Metadata-Version: 2.4
Name: plancraft
Version: 0.4.5
Summary: Plancraft: an evaluation dataset for planning with LLM agents
License: MIT License
        
        Copyright (c) 2024 Gautier Dagan
        
        Permission is hereby granted, free of charge, to any person obtaining a copy
        of this software and associated documentation files (the "Software"), to deal
        in the Software without restriction, including without limitation the rights
        to use, copy, modify, merge, publish, distribute, sublicense, and/or sell
        copies of the Software, and to permit persons to whom the Software is
        furnished to do so, subject to the following conditions:
        
        The above copyright notice and this permission notice shall be included in all
        copies or substantial portions of the Software.
        
        THE SOFTWARE IS PROVIDED "AS IS", WITHOUT WARRANTY OF ANY KIND, EXPRESS OR
        IMPLIED, INCLUDING BUT NOT LIMITED TO THE WARRANTIES OF MERCHANTABILITY,
        FITNESS FOR A PARTICULAR PURPOSE AND NONINFRINGEMENT. IN NO EVENT SHALL THE
        AUTHORS OR COPYRIGHT HOLDERS BE LIABLE FOR ANY CLAIM, DAMAGES OR OTHER
        LIABILITY, WHETHER IN AN ACTION OF CONTRACT, TORT OR OTHERWISE, ARISING FROM,
        OUT OF OR IN CONNECTION WITH THE SOFTWARE OR THE USE OR OTHER DEALINGS IN THE
        SOFTWARE.
License-File: LICENSE
Requires-Python: >=3.10
Requires-Dist: hydra-core>=1.3.2
Requires-Dist: imageio>=2.36.0
Requires-Dist: loguru
Requires-Dist: networkx
Requires-Dist: numpy
Requires-Dist: openai
Requires-Dist: pandas
Requires-Dist: pillow>=8.0.0
Requires-Dist: pydantic
Requires-Dist: pydantic-settings>=2.6.1
Requires-Dist: scikit-learn>=1.6.0
Requires-Dist: setuptools
Requires-Dist: tqdm
Requires-Dist: wandb
Provides-Extra: full
Requires-Dist: accelerate; extra == 'full'
Requires-Dist: einops; extra == 'full'
Requires-Dist: hf-transfer; extra == 'full'
Requires-Dist: huggingface-hub; extra == 'full'
Requires-Dist: matplotlib; extra == 'full'
Requires-Dist: peft; extra == 'full'
Requires-Dist: seaborn; extra == 'full'
Requires-Dist: torch>=2.5.0; extra == 'full'
Requires-Dist: torchvision>=0.20.0; extra == 'full'
Requires-Dist: transformers>=4.43.3; extra == 'full'
Requires-Dist: vllm>=0.7.3; extra == 'full'
Description-Content-Type: text/markdown

# plancraft

[![Test](https://github.com/gautierdag/plancraft/actions/workflows/test.yaml/badge.svg)](https://github.com/gautierdag/plancraft/actions/workflows/test.yaml)
![Python Version](https://img.shields.io/badge/python-3.10+-blue)
![Ruff](https://img.shields.io/badge/linter-ruff-blue)
[![PyPI Version](https://img.shields.io/pypi/v/plancraft)](https://pypi.org/project/plancraft/)
[![Docker Pulls](https://img.shields.io/docker/pulls/gautierdag/plancraft)](https://hub.docker.com/r/gautierdag/plancraft)
![License](https://img.shields.io/github/license/gautierdag/plancraft)
![GitHub Repo stars](https://img.shields.io/github/stars/gautierdag/plancraft?style=social)

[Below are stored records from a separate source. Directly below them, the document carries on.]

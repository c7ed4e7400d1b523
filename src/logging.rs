use anyhow::{anyhow, Result};
use tracing_subscriber::EnvFilter;

/// Installs the global subscriber. `RUST_LOG` takes precedence over `default_directive`.
pub fn init(default_directive: &str) -> Result<()> {
    let filter = match EnvFilter::try_from_default_env() {
        Ok(filter) => filter,
        Err(_) => EnvFilter::try_new(default_directive)?,
    };

    tracing_subscriber::fmt()
        .with_env_filter(filter)
        .with_writer(std::io::stderr)
        .try_init()
        .map_err(|e| anyhow!("could not install log subscriber: {}", e))
}
use std::path::PathBuf;
use std::time::Duration;

use structopt::StructOpt;

use crate::error::Error;

pub const DEFAULT_PROJECT_ID: &str = "emulator-project-id";
pub const DEFAULT_PROVISION_TIMEOUT: Duration = Duration::from_secs(30);

/// Connection settings, read once when a consumer is built.
#[derive(Clone, Debug, PartialEq, StructOpt)]
pub struct Config {
    /// Project owning the topic and subscription
    #[structopt(
        long = "project-id",
        env = "PUBSUB_PROJECT_ID",
        default_value = "emulator-project-id"
    )]
    pub project_id: String,

    /// Service account key used instead of ambient credentials
    #[structopt(long, env = "PUBSUB_KEYFILE", parse(from_os_str))]
    pub keyfile: Option<PathBuf>,

    /// host:port of a local emulator; disables authentication
    #[structopt(long = "emulator-host", env = "PUBSUB_EMULATOR_HOST")]
    pub emulator_host: Option<String>,

    /// Ambient service account key, as used by other Google client libraries
    #[structopt(
        long = "application-credentials",
        env = "GOOGLE_APPLICATION_CREDENTIALS",
        parse(from_os_str)
    )]
    pub application_credentials: Option<PathBuf>,

    /// Upper bound, in seconds, for every provisioning and removal call
    #[structopt(
        long = "provision-timeout",
        env = "PUBSUB_PROVISION_TIMEOUT_SECS",
        default_value = "30",
        parse(try_from_str = parse_seconds)
    )]
    pub provision_timeout: Duration,
}

impl Config {
    pub fn from_env() -> Result<Self, Error> {
        Self::from_iter_safe(std::iter::once(env!("CARGO_PKG_NAME")))
            .map_err(|e| Error::Config(e.to_string()))
    }

    pub fn emulator_host(&self) -> Option<&str> {
        non_empty(self.emulator_host.as_deref())
    }

    pub fn keyfile(&self) -> Option<&PathBuf> {
        self.keyfile
            .as_ref()
            .filter(|path| !path.as_os_str().is_empty())
    }

    pub fn application_credentials(&self) -> Option<&PathBuf> {
        self.application_credentials
            .as_ref()
            .filter(|path| !path.as_os_str().is_empty())
    }
}

impl Default for Config {
    fn default() -> Self {
        Self {
            project_id: DEFAULT_PROJECT_ID.to_string(),
            keyfile: None,
            emulator_host: None,
            application_credentials: None,
            provision_timeout: DEFAULT_PROVISION_TIMEOUT,
        }
    }
}

fn parse_seconds(s: &str) -> Result<Duration, std::num::ParseIntError> {
    s.parse().map(Duration::from_secs)
}

fn non_empty(value: Option<&str>) -> Option<&str> {
    value.filter(|v| !v.trim().is_empty())
}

[Paper](https://arxiv.org/abs/2412.21033) | [Website](https://gautierdag.github.io/plancraft/)

Plancraft is a minecraft environment that benchmarks planning in LLM agents with an oracle RAG retriever.

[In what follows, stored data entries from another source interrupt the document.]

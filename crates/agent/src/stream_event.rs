//! Caller-facing stream events.
//!
//! `StreamEvent` is the wire contract of a chat request. Every request yields
//! `id` first and exactly one terminal event (`end_turn` or `error`) last.

use serde::{Deserialize, Serialize};
use shopwire_core::message::Message;
use shopwire_tools::ProductSummary;

/// Events emitted to the caller during one turn.
///
/// - `id`               - the conversation id (always first)
/// - `chunk`            - partial text from the completion service
/// - `message_complete` - a finished assistant message
/// - `tool_use`         - a tool call is about to run
/// - `new_message`      - a tool result was appended
/// - `auth_required`    - a tool needs the user to authorize
/// - `product_results`  - product cards gathered during the turn
/// - `end_turn`         - the turn is over
/// - `error`            - the turn failed
#[derive(Debug, Clone, Serialize, Deserialize)]
#[serde(tag = "type", rename_all = "snake_case")]
pub enum StreamEvent {
    Id {
        conversation_id: String,
    },

    Chunk {
        chunk: String,
    },

    MessageComplete {
        message: Message,
    },

    ToolUse {
        tool_call_id: String,
        name: String,
        arguments: serde_json::Value,
    },

    NewMessage {
        message: Message,
    },

    AuthRequired {
        tool_call_id: String,
        name: String,
        message: String,
    },

    ProductResults {
        products: Vec<ProductSummary>,
    },

    EndTurn,

    Error {
        error: String,
    },
}

impl StreamEvent {
    /// SSE event name for this event type.
    pub fn event_type(&self) -> &'static str {
        match self {
            Self::Id { .. } => "id",
            Self::Chunk { .. } => "chunk",
            Self::MessageComplete { .. } => "message_complete",
            Self::ToolUse { .. } => "tool_use",
            Self::NewMessage { .. } => "new_message",
            Self::AuthRequired { .. } => "auth_required",
            Self::ProductResults { .. } => "product_results",
            Self::EndTurn => "end_turn",
            Self::Error { .. } => "error",
        }
    }

    /// Whether this event closes the stream.
    pub fn is_terminal(&self) -> bool {
        matches!(self, Self::EndTurn | Self::Error { .. })
    }
}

You can install the package by running the following command:

```bash
pip install plancraft
```

Or:

```bash
uv add plancraft
```

![gif-example3](docs/images/train_images/TRAIN0010.gif)
![gif-example1](docs/images/train_images/TRAIN1133.gif)
![gif-example2](docs/images/train_images/TRAIN0383.gif)
![gif-example3](docs/images/train_images/TRAIN1000.gif)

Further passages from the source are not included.